A nationwide cohort of patients diagnosed with NHL was extracted from the using the Korean National Health Insurance System (NHIS) database between 2002 and 2021. Patients with NHLs were retrospectively identified using Korean Classification of Diseases (KCD), which is essentially based on the 10th amendment of the International Classification of Diseases (ICD). From 2002, the code is C82.0, C82.1, C82.2, C82.3, C82.4, C82.5, C82.7, C82.9 for follicular lymphoma (FL), C83.0 for lymphoplasmacytic lymphoma (LPL), C83.1 for mantle cell lymphoma (MCL), C83.3, C83.8, C83.9, C85.1, C85.7 for diffuse large B cell lymphoma (DLBCL), C83.7 for Burkitt lymphoma, C84.4 for peripheral T cell lymphoma (PTCL), C84.5, C84.9, C86.0, C86.4 for NK/T cell lymphoma (NKTCL), and C84.6, C84.7 for anaplastic large cell lymphoma (ALCL), C86.2 for enteropathy-associated T cell lymphoma (MEITL), and C86.5 for angioimmunoblastic T cell lymphoma (AITL) in the KCD classification. The primary intestinal sites were distinguished by the type of endoscopy and surgery. The exclusion criteria were as follows: patients whose type of reporting source was a biopsy code of stomach; patients who had 0-3 months survival; patients who are not treated with chemotherapy; the treatment mode of surgery was open and closure surgery; the mode of endoscopy or surgery were unknown; patients aged<18 years. Cox proportional-hazards model and Log-rank tests were used to assess the influence of surgery on overall survival (OS), and the OS was estimated from Kaplan-Meier curves.

Results

Of a total of 18,716 patients with intestinal NHLs, there were 24.7% (n = 4,613) of patients who had received surgery, while 75.4% (n=14,103) patients had not undergone surgery. The mean age was 59.5 years. Male patients were more frequent than females, accounting for 59.4% (n = 11,114).
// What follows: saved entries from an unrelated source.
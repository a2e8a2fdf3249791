//! Order and dashboard conversions.

use serde::Deserialize;
use serde_json::Value;
use shopfront_core::{DeliveryStatus, OrderId, OrderItemId, PaymentStatus, Price, ProductId};

use super::loose::{Amount, Count, Text, Timestamp};
use super::{ImageRefs, convert_items, nested, nested_list};
use crate::types::{
    DashboardStats, Order, OrderCustomer, OrderItem, SalesChart, SalesChartPoint, ShippingAddress,
    TopProduct,
};

// =============================================================================
// Orders
// =============================================================================

/// Order as the server sends it.
#[derive(Debug, Deserialize)]
pub struct WireOrder {
    id: OrderId,
    #[serde(default)]
    total_amount: Amount,
    #[serde(default)]
    payment_status: Text,
    #[serde(default)]
    delivery_status: Text,
    #[serde(default)]
    status: Text,
    #[serde(default)]
    payment_method: Text,
    #[serde(default)]
    razorpay_order_id: Text,
    #[serde(default, rename = "createdAt")]
    created_at_camel: Timestamp,
    #[serde(default)]
    created_at: Timestamp,
    #[serde(default, rename = "OrderItems")]
    order_items: Option<Vec<Value>>,
    #[serde(default)]
    items: Option<Vec<Value>>,
    #[serde(default)]
    shipping_address: Option<Value>,
    #[serde(default, rename = "ShippingAddress")]
    shipping_address_pascal: Option<Value>,
    #[serde(default, rename = "shippingAddress")]
    shipping_address_camel: Option<Value>,
    #[serde(default, rename = "UserAddresses")]
    user_addresses: Option<Vec<Value>>,
    #[serde(default, rename = "User")]
    user: Option<WireOrderUser>,
    #[serde(default)]
    user_name: Text,
}

#[derive(Debug, Default, Deserialize)]
struct WireOrderUser {
    #[serde(default)]
    name: Text,
    #[serde(default)]
    email: Text,
    #[serde(default)]
    phone: Text,
}

#[derive(Debug, Deserialize)]
struct WireOrderItem {
    #[serde(default)]
    id: Option<OrderItemId>,
    #[serde(default)]
    product_id: Option<ProductId>,
    #[serde(default, rename = "Product")]
    product: Option<WireItemProduct>,
    #[serde(default)]
    product_name: Text,
    #[serde(default)]
    quantity: Count,
    #[serde(default)]
    unit_price: Amount,
    #[serde(default)]
    price: Amount,
    #[serde(default)]
    subtotal: Amount,
    #[serde(default)]
    variant_label: Text,
}

#[derive(Debug, Deserialize)]
struct WireItemProduct {
    #[serde(default)]
    id: Option<ProductId>,
    #[serde(default)]
    name: Text,
    #[serde(flatten)]
    image: ImageRefs,
}

#[derive(Debug, Default, Deserialize)]
struct WireShippingAddress {
    #[serde(default)]
    name: Text,
    #[serde(default)]
    first_name: Text,
    #[serde(default)]
    last_name: Text,
    #[serde(default)]
    email: Text,
    #[serde(default)]
    phone: Text,
    #[serde(default)]
    flat_house_no: Text,
    #[serde(default)]
    address_line1: Text,
    #[serde(default)]
    area_street: Text,
    #[serde(default)]
    address_line2: Text,
    #[serde(default)]
    landmark: Text,
    #[serde(default)]
    city: Text,
    #[serde(default)]
    state: Text,
    #[serde(default)]
    pincode: Text,
    #[serde(default)]
    country: Text,
}

pub fn convert_order(order: WireOrder) -> Order {
    let delivery_status = order
        .delivery_status
        .or(order.status)
        .0
        .map_or_else(DeliveryStatus::default, |s| DeliveryStatus::parse_lenient(&s));
    let payment_status = order
        .payment_status
        .0
        .map_or_else(PaymentStatus::default, |s| PaymentStatus::parse_lenient(&s));

    let items = order
        .order_items
        .or(order.items)
        .map(|items| convert_items(items, "order item", convert_order_item))
        .unwrap_or_default();

    let shipping_address = [
        order.shipping_address,
        order.shipping_address_pascal,
        order.shipping_address_camel,
        order
            .user_addresses
            .and_then(|addresses| addresses.into_iter().next()),
    ]
    .into_iter()
    .flatten()
    .find_map(nested::<WireShippingAddress>)
    .map(convert_shipping_address);

    let customer = convert_customer(
        order.user.unwrap_or_default(),
        order.user_name,
        shipping_address.as_ref(),
    );

    Order {
        id: order.id,
        total_amount: Price::from_amount(order.total_amount.or_zero()),
        payment_status,
        delivery_status,
        payment_method: order.payment_method.0,
        razorpay_order_id: order.razorpay_order_id.0,
        created_at: order.created_at_camel.or(order.created_at).0,
        items,
        shipping_address,
        customer,
    }
}

fn convert_order_item(item: WireOrderItem) -> OrderItem {
    let (product_id, product_name, product_image) = match item.product {
        Some(product) => (product.id, product.name.0, product.image.first()),
        None => (None, None, None),
    };

    let quantity = item
        .quantity
        .0
        .and_then(|q| u32::try_from(q).ok())
        .unwrap_or(0);

    OrderItem {
        id: item.id,
        product_id: item.product_id.or(product_id),
        product_name: product_name.or(item.product_name.0),
        product_image,
        variant_label: item.variant_label.0,
        quantity,
        unit_price: Price::from_amount(
            item.unit_price.nonzero().unwrap_or_else(|| item.price.or_zero()),
        ),
        subtotal: item.subtotal.nonzero().map(Price::from_amount),
    }
}

fn convert_shipping_address(addr: WireShippingAddress) -> ShippingAddress {
    let full_name = match (addr.first_name.0, addr.last_name.0) {
        (Some(first), Some(last)) => Some(format!("{first} {last}")),
        (first, last) => first.or(last),
    };

    ShippingAddress {
        name: addr.name.0.or(full_name),
        email: addr.email.0,
        phone: addr.phone.0,
        line1: addr.flat_house_no.or(addr.address_line1).0,
        line2: addr.area_street.or(addr.address_line2).0,
        landmark: addr.landmark.0,
        city: addr.city.0,
        state: addr.state.0,
        pincode: addr.pincode.0,
        country: addr.country.0,
    }
}

/// The account that placed the order, falling back to the contact details
/// on the shipping address.
fn convert_customer(
    user: WireOrderUser,
    user_name: Text,
    address: Option<&ShippingAddress>,
) -> Option<OrderCustomer> {
    let from_address = |field: fn(&ShippingAddress) -> &Option<String>| {
        address.and_then(|a| field(a).clone())
    };

    let customer = OrderCustomer {
        name: user.name.or(user_name).0.or_else(|| from_address(|a| &a.name)),
        email: user.email.0.or_else(|| from_address(|a| &a.email)),
        phone: user.phone.0.or_else(|| from_address(|a| &a.phone)),
    };

    if customer == OrderCustomer::default() {
        None
    } else {
        Some(customer)
    }
}

// =============================================================================
// Dashboard
// =============================================================================

/// Dashboard statistics as the server sends them.
#[derive(Debug, Deserialize)]
pub struct WireDashboardStats {
    #[serde(default, alias = "totalOrders")]
    total_orders: Count,
    #[serde(default, alias = "totalProducts")]
    total_products: Count,
    #[serde(default, alias = "totalUsers")]
    total_users: Count,
    #[serde(default, alias = "totalSales")]
    total_sales: Amount,
    #[serde(default, alias = "recentOrders")]
    recent_orders: Option<Value>,
    #[serde(default, alias = "topProducts")]
    top_products: Option<Value>,
}

#[derive(Debug, Deserialize)]
struct WireTopProduct {
    #[serde(default)]
    name: Text,
    #[serde(default)]
    price: Amount,
    #[serde(default, alias = "totalSold")]
    total_sold: Count,
}

/// Sales chart as the server sends it.
#[derive(Debug, Deserialize)]
pub struct WireSalesChart {
    #[serde(default)]
    daily: Option<Value>,
    #[serde(default)]
    monthly: Option<Value>,
}

#[derive(Debug, Deserialize)]
struct WireChartPoint {
    #[serde(default)]
    label: Text,
    #[serde(default)]
    date: Text,
    #[serde(default)]
    month: Text,
    #[serde(default)]
    orders: Count,
    #[serde(default)]
    revenue: Amount,
}

fn count(value: Count) -> u64 {
    value.0.and_then(|n| u64::try_from(n).ok()).unwrap_or(0)
}

pub fn convert_dashboard_stats(stats: WireDashboardStats) -> DashboardStats {
    DashboardStats {
        total_orders: count(stats.total_orders),
        total_products: count(stats.total_products),
        total_users: count(stats.total_users),
        total_sales: Price::from_amount(stats.total_sales.or_zero()),
        recent_orders: stats
            .recent_orders
            .map(|v| nested_list(v, "recent order", convert_order))
            .unwrap_or_default(),
        top_products: stats
            .top_products
            .map(|v| {
                nested_list(v, "top product", |p: WireTopProduct| TopProduct {
                    name: p.name.0.unwrap_or_default(),
                    price: Price::from_amount(p.price.or_zero()),
                    total_sold: count(p.total_sold),
                })
            })
            .unwrap_or_default(),
    }
}

pub fn convert_sales_chart(chart: WireSalesChart) -> SalesChart {
    let series = |value: Option<Value>, what| {
        value
            .map(|v| nested_list(v, what, convert_chart_point))
            .unwrap_or_default()
    };
    SalesChart {
        daily: series(chart.daily, "daily sales point"),
        monthly: series(chart.monthly, "monthly sales point"),
    }
}

fn convert_chart_point(point: WireChartPoint) -> SalesChartPoint {
    SalesChartPoint {
        label: point
            .label
            .or(point.date)
            .or(point.month)
            .0
            .unwrap_or_default(),
        orders: count(point.orders),
        revenue: point.revenue.or_zero(),
    }
}

#[cfg(test)]
#[allow(clippy::unwrap_used)]
mod tests {
    use rust_decimal::Decimal;
    use serde_json::json;

    use super::*;

    fn convert(value: Value) -> Order {
        convert_order(serde_json::from_value(value).unwrap())
    }

    #[test]
    fn test_canonical_order_shape() {
        let order = convert(json!({
            "id": 101,
            "total_amount": "598.00",
            "payment_status": "paid",
            "delivery_status": "out_for_delivery",
            "createdAt": "2024-05-01T09:30:00.000Z",
            "OrderItems": [{
                "id": 1,
                "product_id": 7,
                "quantity": 2,
                "price": 299,
                "Product": {"name": "Aloe Gel", "image_path": "aloe.png"}
            }],
            "shipping_address": {"first_name": "Asha", "last_name": "Rao", "flat_house_no": "12", "city": "Pune"},
            "User": {"name": "Asha Rao", "email": "asha@example.in"}
        }));

        assert_eq!(order.id.as_str(), "101");
        assert_eq!(order.total_amount.amount, Decimal::from(598));
        assert_eq!(order.payment_status, PaymentStatus::Paid);
        assert_eq!(order.delivery_status, DeliveryStatus::OutForDelivery);
        assert!(order.created_at.is_some());
        assert_eq!(order.item_count(), 2);

        let item = order.items.first().unwrap();
        assert_eq!(item.product_id.as_ref().unwrap().as_str(), "7");
        assert_eq!(item.product_name.as_deref(), Some("Aloe Gel"));
        assert_eq!(item.product_image.as_deref(), Some("aloe.png"));
        assert_eq!(item.line_total().amount, Decimal::from(598));

        let addr = order.shipping_address.unwrap();
        assert_eq!(addr.name.as_deref(), Some("Asha Rao"));
        assert_eq!(addr.line1.as_deref(), Some("12"));
        assert_eq!(order.customer.unwrap().email.as_deref(), Some("asha@example.in"));
    }

    #[test]
    fn test_legacy_order_shape() {
        let order = convert(json!({
            "id": "o-9",
            "total_amount": 150,
            "status": "Shipped",
            "created_at": "2024-05-01 09:30:00",
            "items": [{
                "product_name": "Neem Soap",
                "quantity": "3",
                "unit_price": "50",
                "subtotal": 140
            }],
            "UserAddresses": [{
                "name": "Ravi",
                "phone": "9999999999",
                "address_line1": "Flat 4",
                "address_line2": "Park Street"
            }],
            "user_name": "Ravi K"
        }));

        assert_eq!(order.delivery_status, DeliveryStatus::Shipped);
        assert_eq!(order.payment_status, PaymentStatus::Pending);
        assert!(order.created_at.is_some());

        let item = order.items.first().unwrap();
        assert_eq!(item.product_name.as_deref(), Some("Neem Soap"));
        assert_eq!(item.unit_price.amount, Decimal::from(50));
        assert_eq!(item.line_total().amount, Decimal::from(140));

        let addr = order.shipping_address.as_ref().unwrap();
        assert_eq!(addr.line1.as_deref(), Some("Flat 4"));
        assert_eq!(addr.line2.as_deref(), Some("Park Street"));

        let customer = order.customer.unwrap();
        assert_eq!(customer.name.as_deref(), Some("Ravi K"));
        assert_eq!(customer.phone.as_deref(), Some("9999999999"));
    }

    #[test]
    fn test_address_as_json_text_and_precedence() {
        let order = convert(json!({
            "id": 1,
            "shipping_address": "{\"city\": \"Mumbai\"}",
            "shippingAddress": {"city": "Delhi"}
        }));
        assert_eq!(
            order.shipping_address.unwrap().city.as_deref(),
            Some("Mumbai")
        );
    }

    #[test]
    fn test_minimal_order() {
        let order = convert(json!({"id": 5, "delivery_status": "teleported"}));
        assert_eq!(order.delivery_status, DeliveryStatus::Pending);
        assert!(order.items.is_empty());
        assert!(order.shipping_address.is_none());
        assert!(order.customer.is_none());
        assert_eq!(order.total_amount.amount, Decimal::ZERO);
    }

    #[test]
    fn test_dashboard_stats() {
        let stats = convert_dashboard_stats(
            serde_json::from_value(json!({
                "totalOrders": 12,
                "totalProducts": "30",
                "totalUsers": 4,
                "totalSales": "15499.50",
                "recentOrders": [{"id": 1, "status": "delivered"}, {"no_id": true}],
                "topProducts": [{"name": "Aloe Gel", "price": 240, "total_sold": 9}]
            }))
            .unwrap(),
        );
        assert_eq!(stats.total_orders, 12);
        assert_eq!(stats.total_products, 30);
        assert_eq!(stats.total_sales.amount, Decimal::new(1_549_950, 2));
        assert_eq!(stats.recent_orders.len(), 1);
        assert_eq!(stats.top_products.first().unwrap().total_sold, 9);
    }

    #[test]
    fn test_sales_chart_labels() {
        let chart = convert_sales_chart(
            serde_json::from_value(json!({
                "daily": [{"date": "2024-05-01", "orders": 3, "revenue": 900}],
                "monthly": [{"label": "May", "month": "2024-05", "orders": 40, "revenue": "12000"}]
            }))
            .unwrap(),
        );
        assert_eq!(chart.daily.first().unwrap().label, "2024-05-01");
        assert_eq!(chart.monthly.first().unwrap().label, "May");
        assert_eq!(chart.total_revenue(true), Decimal::from(12000));
    }
}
Male patients were slightly more common in the surgery group than in the non-surgery group (63.3% [2,918 patients] versus 58.1% [8,196 patients], respectively; p<.001). There were 74.2% (n = 13,878) patients with B cell lymphoma, and 7.3% (1,370) patients with T cell lymphoma. In B cell lymphoma, the majority of patients was diagnosed with DLBCL (n=11,344, 60.6%) followed by patients with FL (n=1,137, 6.1%), LPL (n=663, 3.5%), MCL (n=453, 2.4%), and Burkitt lymphoma (n=281, 1.5%). In T cell lymphoma, the majority of patients was diagnosed with PTCL (n= 598, 3.2%) followed by patients with NKTCL (n=356, 1.9%), AITL (n=214, 1.1%), ALCL (n=109, 0.6%), and MEITL (n=93, 0.5%). The NHLs location in the majority of patients (86.5%; n = 16,187) was in the colon followed by small intestine (7.1%; n = 1,330) and rectum (5.9%; n = 1,112). Univariate analysis for OS identified age over 60 years (p<.001), male sex (p<.001), T cell lymphoma (p<.001), Charlson comorbidity index (p<.001), and small bowel involvement (p<.001) as factors that predicted poor prognosis. Adjusted hazard ratio (HR) was calculated based on the Cox proportional hazard model with adjustment of age, sex, histologic diagnosis, tumor site and Charlson comorbidity index. Multivariable analysis identified non-surgery (adjusted HR=1.430, 95% confidence interval [CI]=1.338-1.527, p<.001) as independent factors for OS that predicted poor prognosis.

Conclusions

To our knowledge, this is the first Korean population based nationwide study to describe the clinical impact of surgery on OS of patients with intestinal NHLs. In the large cohort of intestinal NHLs patients with chemotherapy older than 18 years, surgery was associated with significantly improved OS. Strategies are warranted to improve the survival of intestinal NHLs patients through a prospective randomized study.

Disclosures: No relevant conflicts of interest to declare.